• PROVIDED ENTRIES:
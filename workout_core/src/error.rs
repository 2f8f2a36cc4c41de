//! Error types for the workout_core library.
//!
//! The plan parser itself never fails; these errors cover profile
//! validation, progress tracking, persistence and configuration.

use std::io;

/// Result type alias using our Error type
pub type Result<T> = std::result::Result<T, Error>;

/// Core error type for workout_core operations
#[derive(Debug, thiserror::Error)]
pub enum Error {
    /// IO error occurred
    #[error("IO error: {0}")]
    Io(#[from] io::Error),

    /// JSON serialization/deserialization error
    #[error("JSON error: {0}")]
    Json(#[from] serde_json::Error),

    /// CSV error
    #[error("CSV error: {0}")]
    Csv(#[from] csv::Error),

    /// TOML parsing error
    #[error("TOML error: {0}")]
    Toml(#[from] toml::de::Error),

    /// Configuration validation error
    #[error("Configuration error: {0}")]
    Config(String),

    /// User profile failed validation
    #[error("Invalid profile: {0}")]
    Profile(String),

    /// Completion tracking addressed a day or exercise that does not exist
    #[error("Tracking error: {0}")]
    Tracking(String),

    /// User id cannot be used as a storage key
    #[error("Invalid user id: {0:?}")]
    InvalidUserId(String),

    /// No plan has been saved for this user
    #[error("No saved plan for user {0:?}")]
    NoSavedPlan(String),

    /// Generic error
    #[error("{0}")]
    Other(String),
}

• WHAT YOU SHOULD DO: Could you write out, exactly as they stand, only the lines above that begin at the line with "the workout_core library." and stop after the line with "does not exist"?

• RESPONSE AREA:
//! Error types for the workout_core library.
//!
//! The plan parser itself never fails; these errors cover profile
//! validation, progress tracking, persistence and configuration.

use std::io;

/// Result type alias using our Error type
pub type Result<T> = std::result::Result<T, Error>;

/// Core error type for workout_core operations
#[derive(Debug, thiserror::Error)]
pub enum Error {
    /// IO error occurred
    #[error("IO error: {0}")]
    Io(#[from] io::Error),

    /// JSON serialization/deserialization error
    #[error("JSON error: {0}")]
    Json(#[from] serde_json::Error),

    /// CSV error
    #[error("CSV error: {0}")]
    Csv(#[from] csv::Error),

    /// TOML parsing error
    #[error("TOML error: {0}")]
    Toml(#[from] toml::de::Error),

    /// Configuration validation error
    #[error("Configuration error: {0}")]
    Config(String),

    /// User profile failed validation
    #[error("Invalid profile: {0}")]
    Profile(String),

    /// Completion tracking addressed a day or exercise that does not exist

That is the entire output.